Studio album by The Arrogant Worms
- Released: 1992
- Genre: Comedy
- Label: Festival Records

The Arrogant Worms chronology
|  | The Arrogant Worms (1992) | Russell's Shorts (1994) |

= The Arrogant Worms (album) =

The Arrogant Worms is the self-titled debut album of the Canadian comedy music group The Arrogant Worms. It was released in 1992. It was the only album to include bassist Steve Wood, who left the band afterwards. The role of bass would be taken over by John Whytock, and later by Chris Patterson.

=="The Last Saskatchewan Pirate"==
"The Last Saskatchewan Pirate" is one of The Arrogant Worms' more popular songs, about a down-and-out farmer who takes up piracy on the Saskatchewan River, stealing shipments of grain and farm equipment from ships and barges. He goes on about a Mountie who attempts to capture him, but fails and loses his job, and proceeds to join the crew. In the end, he comments about the arrival of winter and the river freezing over, and that he's off to New Mexico to plunder there during the winter.

Live versions of this song have been included on The Arrogant Worms albums Live Bait (1997) and Semi-Conducted (2002).

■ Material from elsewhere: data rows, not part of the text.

use log::{debug, info};
use std::path::Path;

use super::params;
use crate::fileformat::{
    write_tsv, RawTileTable, TileCoordinateSystem, TileIdPattern, COLUMN_CELL_BC,
    COLUMN_XCOORD, COLUMN_YCOORD, TILE_TABLE_HEADER,
};
use crate::runtime::{Error, Result};

///////////////////////////////
/// One input table together with the tile it belongs to. `None` when the table
/// already carries a tile id column, whose values are kept.
#[derive(Debug, Clone)]
pub struct TileTableInput {
    pub tile_id: Option<String>,
    pub table: RawTileTable,
}

///////////////////////////////
#[derive(Debug, Clone, Default, PartialEq, Eq)]
pub struct StitchSummary {
    pub tables: usize,
    pub rows: usize,
    pub columns: usize,
}

/// Columns of all tables in first-seen order, followed by the tile id column
pub fn merged_headers(tables: &[TileTableInput], tile_id_key: &str) -> csv::StringRecord {
    let mut columns: Vec<&str> = Vec::new();
    for input in tables {
        for column in input.table.headers.iter() {
            if !columns.contains(&column) {
                columns.push(column);
            }
        }
    }
    if !columns.contains(&tile_id_key) {
        columns.push(tile_id_key);
    }
    csv::StringRecord::from(columns)
}

/// Tile id of every table. A table with a `tile_id_key` column keeps its own ids.
/// Otherwise the explicit ids are used in order if given, else a match in the file name.
pub fn resolve_tile_ids(
    tables: &[RawTileTable],
    explicit: Option<&[String]>,
    pattern: &TileIdPattern,
    tile_id_key: &str,
) -> Result<Vec<Option<String>>> {
    if let Some(ids) = explicit {
        if ids.len() != tables.len() {
            return Err(Error::parse_error(
                "tile ids",
                Some(format!(
                    "{} tile id(s) given for {} table(s)",
                    ids.len(),
                    tables.len()
                )),
            ));
        }
    }

    tables
        .iter()
        .enumerate()
        .map(|(i, table)| {
            if table.column_index(tile_id_key).is_some() {
                debug!("{} has a {} column, keeping it", table.path.display(), tile_id_key);
                return Ok(None);
            }
            if let Some(ids) = explicit {
                return Ok(Some(ids[i].clone()));
            }
            let name = table.file_name()?;
            pattern.find_first(&name).map(Some).ok_or_else(|| {
                Error::parse_error(
                    format!("tile id of {}", table.path.display()),
                    Some(format!("no match for '{}'", pattern.as_str())),
                )
            })
        })
        .collect()
}

fn shift_coordinate(value: &str, offset: f64, column: &str, path: &Path) -> Result<String> {
    let parsed: f64 = value.trim().parse().map_err(|e: std::num::ParseFloatError| {
        Error::parse_error(
            format!("{} '{}' in {}", column, value, path.display()),
            Some(e.to_string()),
        )
    })?;
    Ok((parsed + offset).to_string())
}

pub struct TileStitcher {}
impl TileStitcher {
    /// Merge the tile tables of a sample into one table in global coordinates
    pub fn run(params_io: &params::IO, params_runtime: &params::Runtime) -> Result<StitchSummary> {
        let parent = params_io
            .path_out
            .parent()
            .filter(|p| !p.as_os_str().is_empty())
            .unwrap_or(Path::new("."));
        if !parent.is_dir() {
            return Err(Error::file_not_valid(
                &params_io.path_out,
                Some("parent directory does not exist"),
            ));
        }

        let pattern = TileIdPattern::new(&params_runtime.tile_id_regex)?;

        let coordinates = TileCoordinateSystem::load(&params_io.path_tile_coordinates, &pattern)?;
        info!(
            "Loaded offsets for {} tile(s) from {}",
            coordinates.len(),
            params_io.path_tile_coordinates.display()
        );

        let mut tables = Vec::with_capacity(params_io.paths_in.len());
        for path in &params_io.paths_in {
            let table = RawTileTable::load(path, &TILE_TABLE_HEADER)?;
            debug!("Loaded {} row(s) from {}", table.rows.len(), path.display());
            tables.push(table);
        }
        let tile_ids = resolve_tile_ids(
            &tables,
            params_runtime.tile_ids.as_deref(),
            &pattern,
            &params_runtime.tile_id_key,
        )?;
        let tables: Vec<TileTableInput> = tile_ids
            .into_iter()
            .zip(tables)
            .map(|(tile_id, table)| TileTableInput { tile_id, table })
            .collect();

        Self::stitch(&tables, &coordinates, params_runtime, &params_io.path_out)
    }

    pub fn stitch(
        tables: &[TileTableInput],
        coordinates: &TileCoordinateSystem,
        params_runtime: &params::Runtime,
        path_out: &Path,
    ) -> Result<StitchSummary> {
        let headers = merged_headers(tables, &params_runtime.tile_id_key);
        let position = |name: &str| headers.iter().position(|h| h == name);
        let (Some(bc_out), Some(x_out), Some(y_out), Some(id_out)) = (
            position(COLUMN_CELL_BC),
            position(COLUMN_XCOORD),
            position(COLUMN_YCOORD),
            position(&params_runtime.tile_id_key),
        ) else {
            return Err(Error::schema(path_out, vec![COLUMN_CELL_BC.to_string()]));
        };

        let mut rows = Vec::new();
        for input in tables {
            // Input column index for each output column
            let mapping: Vec<Option<usize>> = headers
                .iter()
                .map(|h| input.table.column_index(h))
                .collect();

            for row in &input.table.rows {
                let mut fields: Vec<String> = mapping
                    .iter()
                    .map(|i| i.and_then(|i| row.get(i)).unwrap_or_default().to_string())
                    .collect();
                if let Some(tile_id) = &input.tile_id {
                    fields[id_out] = tile_id.clone();
                }
                let tile_id = fields[id_out].clone();

                if params_runtime.reset_index {
                    fields[bc_out] = format!("{}:{}", fields[bc_out], tile_id);
                }
                if params_runtime.transform {
                    let offset = coordinates
                        .get(&tile_id)
                        .ok_or_else(|| Error::UnknownTile { tile_id })?;
                    fields[x_out] =
                        shift_coordinate(&fields[x_out], offset.x_offset, COLUMN_XCOORD, &input.table.path)?;
                    fields[y_out] =
                        shift_coordinate(&fields[y_out], offset.y_offset, COLUMN_YCOORD, &input.table.path)?;
                }
                rows.push(csv::StringRecord::from(fields));
            }
        }

        write_tsv(path_out, &headers, rows.iter())?;
        info!(
            "Wrote {} row(s) of {} tile(s) to {}",
            rows.len(),
            tables.len(),
            path_out.display()
        );

        Ok(StitchSummary {
            tables: tables.len(),
            rows: rows.len(),
            columns: headers.len(),
        })
    }
}

#[cfg(test)]
mod tests {
    use super::*;
    use crate::fileformat::DEFAULT_TILE_ID_REGEX;
    use std::path::PathBuf;

    fn runtime() -> params::Runtime {
        params::Runtime {
            tile_ids: None,
            tile_id_regex: DEFAULT_TILE_ID_REGEX.to_string(),
            tile_id_key: "tile_id".to_string(),
            reset_index: true,
            transform: true,
        }
    }

    fn write(dir: &Path, name: &str, content: &str) -> PathBuf {
        let path = dir.join(name);
        std::fs::write(&path, content).unwrap();
        path
    }

    #[test]
    fn test_stitch_two_tiles() {
        let dir = tempfile::tempdir().unwrap();
        let t1 = write(dir.path(), "s_L1_tile_1101.txt", "cell_bc\txcoord\tycoord\nAAA\t1\t2\n");
        let t2 = write(
            dir.path(),
            "s_L1_tile_1102.txt",
            "cell_bc\txcoord\tycoord\tumi\nCCC\t3\t4\t7\n",
        );
        let cs = write(
            dir.path(),
            "coords.csv",
            "tile_id,x_offset,y_offset\nL1_tile_1101,0,0\nL1_tile_1102,100.5,50\n",
        );
        let out = dir.path().join("stitched.txt");

        let params_io = params::IO {
            paths_in: vec![t1, t2],
            path_tile_coordinates: cs,
            path_out: out.clone(),
        };
        let summary = TileStitcher::run(&params_io, &runtime()).unwrap();
        assert_eq!(
            summary,
            StitchSummary {
                tables: 2,
                rows: 2,
                columns: 5
            }
        );

        let content = std::fs::read_to_string(&out).unwrap();
        assert_eq!(
            content,
            "cell_bc\txcoord\tycoord\tumi\ttile_id\n\
             AAA:L1_tile_1101\t1\t2\t\tL1_tile_1101\n\
             CCC:L1_tile_1102\t103.5\t54\t7\tL1_tile_1102\n"
        );
    }

    #[test]
    fn test_no_transform_no_reset() {
        let dir = tempfile::tempdir().unwrap();
        let t1 = write(dir.path(), "a.txt", "cell_bc\txcoord\tycoord\nAAA\t1\t2\n");
        let cs = write(dir.path(), "coords.csv", "tile_id,x_offset,y_offset\n");
        let out = dir.path().join("out.txt");

        let mut rt = runtime();
        rt.tile_ids = Some(vec!["L2_tile_2101".to_string()]);
        rt.reset_index = false;
        rt.transform = false;
        let params_io = params::IO {
            paths_in: vec![t1],
            path_tile_coordinates: cs,
            path_out: out.clone(),
        };
        TileStitcher::run(&params_io, &rt).unwrap();
        assert_eq!(
            std::fs::read_to_string(&out).unwrap(),
            "cell_bc\txcoord\tycoord\ttile_id\nAAA\t1\t2\tL2_tile_2101\n"
        );
    }

    #[test]
    fn test_unknown_tile() {
        let dir = tempfile::tempdir().unwrap();
        let t1 = write(dir.path(), "L3_tile_2517.txt", "cell_bc\txcoord\tycoord\nAAA\t1\t2\n");
        let cs = write(dir.path(), "coords.csv", "tile_id,x_offset,y_offset\nL1_tile_1101,0,0\n");
        let params_io = params::IO {
            paths_in: vec![t1],
            path_tile_coordinates: cs,
            path_out: dir.path().join("out.txt"),
        };
        assert!(matches!(
            TileStitcher::run(&params_io, &runtime()),
            Err(Error::UnknownTile { tile_id }) if tile_id == "L3_tile_2517"
        ));
    }

    fn table(path: &str, headers: &[&str]) -> RawTileTable {
        RawTileTable {
            path: PathBuf::from(path),
            headers: csv::StringRecord::from(headers.to_vec()),
            rows: vec![],
        }
    }

    #[test]
    fn test_tile_id_resolution_errors() {
        let pattern = TileIdPattern::new(DEFAULT_TILE_ID_REGEX).unwrap();
        let tables = vec![table("x/no_tile_here.txt", &TILE_TABLE_HEADER)];
        assert!(matches!(
            resolve_tile_ids(&tables, None, &pattern, "tile_id"),
            Err(Error::ParseError { .. })
        ));

        let ids = vec!["a".to_string(), "b".to_string()];
        assert!(matches!(
            resolve_tile_ids(&tables, Some(&ids), &pattern, "tile_id"),
            Err(Error::ParseError { .. })
        ));
    }

    #[test]
    fn test_existing_tile_id_column_wins() {
        let pattern = TileIdPattern::new(DEFAULT_TILE_ID_REGEX).unwrap();
        let tables = vec![
            table("x/no_tile_here.txt", &["cell_bc", "xcoord", "ycoord", "tile_id"]),
            table("x/L1_tile_1101.txt", &TILE_TABLE_HEADER),
        ];
        assert_eq!(
            resolve_tile_ids(&tables, None, &pattern, "tile_id").unwrap(),
            vec![None, Some("L1_tile_1101".to_string())]
        );

        let ids = vec!["a".to_string(), "b".to_string()];
        assert_eq!(
            resolve_tile_ids(&tables, Some(&ids), &pattern, "tile_id").unwrap(),
            vec![None, Some("b".to_string())]
        );
    }

    #[test]
    fn test_stitch_keeps_tile_id_column() {
        let dir = tempfile::tempdir().unwrap();
        let t1 = write(
            dir.path(),
            "merged.txt",
            "cell_bc\txcoord\tycoord\ttile_id\nAAA\t1\t2\tL1_tile_1101\nCCC\t3\t4\tL1_tile_1102\n",
        );
        let cs = write(
            dir.path(),
            "coords.csv",
            "tile_id,x_offset,y_offset\nL1_tile_1101,0,0\nL1_tile_1102,10,20\n",
        );
        let out = dir.path().join("out.txt");
        let params_io = params::IO {
            paths_in: vec![t1],
            path_tile_coordinates: cs,
            path_out: out.clone(),
        };
        TileStitcher::run(&params_io, &runtime()).unwrap();
        assert_eq!(
            std::fs::read_to_string(&out).unwrap(),
            "cell_bc\txcoord\tycoord\ttile_id\n\
             AAA:L1_tile_1101\t1\t2\tL1_tile_1101\n\
             CCC:L1_tile_1102\t13\t24\tL1_tile_1102\n"
        );
    }

    #[test]
    fn test_missing_output_parent() {
        let dir = tempfile::tempdir().unwrap();
        let params_io = params::IO {
            paths_in: vec![],
            path_tile_coordinates: dir.path().join("coords.csv"),
            path_out: dir.path().join("missing").join("out.txt"),
        };
        assert!(matches!(
            TileStitcher::run(&params_io, &runtime()),
            Err(Error::FileNotValid { .. })
        ));
    }
}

The song was later covered by Captain Tractor, on their album East of Edson (1995), but the line "Cause they know that Tractor Jack is hidin' in the bay..." was changed to "Cause they know that Captain Tractor is hidin' in the bay". Hoja, a Canadian a cappella group, covered the song on their album, Have You Herd?. This song has also been covered by Canadian country singer Brad Johner. The Longest Johns covered the song as "The Last Bristolian Pirate", with some of the lyrics and geographical references changed to British equivalents along the River Severn. The Scottish metal band Alestorm covered the song on their 2024 EP Voyage of the Dead Maurader.

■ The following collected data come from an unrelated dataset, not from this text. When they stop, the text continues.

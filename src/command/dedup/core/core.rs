use log::{debug, info, warn};
use rustc_hash::{FxHashMap, FxHashSet};
use std::path::{Path, PathBuf};

use super::params;
use crate::command::dedup::constants::DEDUP_BARCODE_COLUMN;
use crate::fileformat::{write_tsv, RawTileTable, TILE_TABLE_HEADER};
use crate::runtime::{Error, Result};

///////////////////////////////
/// Where a row came from
#[derive(Debug, Clone)]
pub struct TableSource {
    /// File name of the input table, reused for its output
    pub name: String,
    pub headers: csv::StringRecord,
    barcode_column: usize,
}

#[derive(Debug, Clone)]
struct TaggedRow {
    source: usize,
    row: csv::StringRecord,
}

///////////////////////////////
/// Every row of every tile table of one sample, each tagged with its table
#[derive(Debug, Clone, Default)]
pub struct SampleBarcodeUniverse {
    sources: Vec<TableSource>,
    rows: Vec<TaggedRow>,
}

impl SampleBarcodeUniverse {
    /// Load all tables of a sample. Every table must have the tile table columns.
    pub fn load(paths: &[PathBuf]) -> Result<Self> {
        let mut universe = SampleBarcodeUniverse::default();
        for path in paths {
            let table = RawTileTable::load(path, &TILE_TABLE_HEADER)?;
            debug!("Loaded {} row(s) from {}", table.rows.len(), path.display());
            universe.add_table(table)?;
        }
        Ok(universe)
    }

    pub fn add_table(&mut self, table: RawTileTable) -> Result<()> {
        let name = table.file_name()?;
        if self.sources.iter().any(|s| s.name == name) {
            return Err(Error::DuplicateTableName { name });
        }
        let barcode_column = table
            .column_index(DEDUP_BARCODE_COLUMN)
            .ok_or_else(|| Error::schema(&table.path, vec![DEDUP_BARCODE_COLUMN.to_string()]))?;

        let source = self.sources.len();
        self.sources.push(TableSource {
            name,
            headers: table.headers,
            barcode_column,
        });
        self.rows
            .extend(table.rows.into_iter().map(|row| TaggedRow { source, row }));
        Ok(())
    }

    pub fn sources(&self) -> &[TableSource] {
        &self.sources
    }

    pub fn len(&self) -> usize {
        self.rows.len()
    }

    pub fn is_empty(&self) -> bool {
        self.rows.is_empty()
    }

    fn barcode<'a>(&self, row: &'a TaggedRow) -> &'a str {
        row.row
            .get(self.sources[row.source].barcode_column)
            .unwrap_or_default()
    }

    /// Number of rows carrying each barcode, over all tables
    pub fn barcode_counts(&self) -> FxHashMap<&str, u32> {
        let mut counts: FxHashMap<&str, u32> = FxHashMap::default();
        for row in &self.rows {
            *counts.entry(self.barcode(row)).or_insert(0) += 1;
        }
        counts
    }

    /// Barcodes seen on more than one row anywhere in the sample
    pub fn duplicated_barcodes(&self) -> FxHashSet<&str> {
        self.barcode_counts()
            .into_iter()
            .filter(|(_, count)| *count > 1)
            .map(|(barcode, _)| barcode)
            .collect()
    }

    /// Rows whose barcode is unique in the whole sample, grouped back by table in
    /// input order. Tables left without rows are not part of the result.
    pub fn unique_rows_by_table(&self) -> Vec<(&TableSource, Vec<&csv::StringRecord>)> {
        let duplicated = self.duplicated_barcodes();

        let mut grouped: Vec<Vec<&csv::StringRecord>> = vec![Vec::new(); self.sources.len()];
        for row in &self.rows {
            if !duplicated.contains(self.barcode(row)) {
                grouped[row.source].push(&row.row);
            }
        }

        self.sources
            .iter()
            .zip(grouped)
            .filter(|(_, rows)| !rows.is_empty())
            .collect()
    }
}

///////////////////////////////
/// What a deduplication run did
#[derive(Debug, Clone, Default, PartialEq, Eq)]
pub struct DedupSummary {
    pub rows_loaded: usize,
    pub distinct_barcodes: usize,
    pub duplicated_barcodes: usize,
    pub rows_removed: usize,
    pub tables_written: usize,
    /// Tables that lost every row and were not written
    pub tables_emptied: Vec<String>,
}

/// The output directory must not exist yet or be an empty directory
pub fn check_output_directory(path: &Path) -> Result<()> {
    if !path.exists() {
        return Ok(());
    }
    if !path.is_dir() {
        return Err(Error::file_not_valid(path, Some("output path is not a directory")));
    }
    if std::fs::read_dir(path)?.next().is_some() {
        return Err(Error::non_empty_output_directory(path));
    }
    Ok(())
}

pub struct SampleDeduplicator {}
impl SampleDeduplicator {
    /// Remove every barcode occurring more than once across the sample's tables and
    /// write the remaining rows, one file per input table, to `params_io.path_out`
    pub fn run(params_io: &params::IO) -> Result<DedupSummary> {
        check_output_directory(&params_io.path_out)?;

        let universe = SampleBarcodeUniverse::load(&params_io.paths_in)?;
        info!(
            "Loaded {} row(s) from {} table(s)",
            universe.len(),
            universe.sources().len()
        );

        let summary = Self::write_unique(&universe, &params_io.path_out)?;
        info!(
            "Removed {} row(s) carrying {} duplicated barcode(s), wrote {} table(s)",
            summary.rows_removed, summary.duplicated_barcodes, summary.tables_written
        );
        Ok(summary)
    }

    pub fn write_unique(universe: &SampleBarcodeUniverse, out_dir: &Path) -> Result<DedupSummary> {
        let counts = universe.barcode_counts();
        let duplicated_barcodes = counts.values().filter(|&&count| count > 1).count();
        let distinct_barcodes = counts.len();

        let filtered = universe.unique_rows_by_table();
        let rows_kept: usize = filtered.iter().map(|(_, rows)| rows.len()).sum();

        std::fs::create_dir_all(out_dir)?;
        for (source, rows) in &filtered {
            let path = out_dir.join(&source.name);
            write_tsv(&path, &source.headers, rows.iter().copied())?;
            debug!("Wrote {} row(s) to {}", rows.len(), path.display());
        }

        let tables_emptied: Vec<String> = universe
            .sources()
            .iter()
            .filter(|s| !filtered.iter().any(|(kept, _)| kept.name == s.name))
            .map(|s| s.name.clone())
            .collect();
        for name in &tables_emptied {
            warn!("Every barcode of {} is duplicated in the sample, no output written", name);
        }

        Ok(DedupSummary {
            rows_loaded: universe.len(),
            distinct_barcodes,
            duplicated_barcodes,
            rows_removed: universe.len() - rows_kept,
            tables_written: filtered.len(),
            tables_emptied,
        })
    }
}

The song is often played during the "third quarter stretch" at the Regina home games of the Canadian Football League's Saskatchewan Roughriders, using a shortened loop highlighting the lyric "on Regina's mighty shores"; in reality, the closest the Saskatchewan river system gets to Regina is Lake Diefenbaker, a bifurcation lake on the South Saskatchewan River, roughly 140 km to their west-northwest, though the sentiment of the Roughriders, like the general fun of the song's references to the fearful pirates, is an equally lighthearted comparison.

==Track listing==
1. "The Last Saskatchewan Pirate"
2. "The Credit Song"
3. "Let's Go Bowling"
4. "Goin' Huntin'"
5. "Don't Go Into Politics"
6. "No Sale/No Store"
7. "The Canadian Crisis Song"
8. "The Ballad of Dan"
9. "Car Full of Pain"
10. "I Want to Look Like Arnold"
11. "Jesus' Brother Bob"
12. "The Christmas Song"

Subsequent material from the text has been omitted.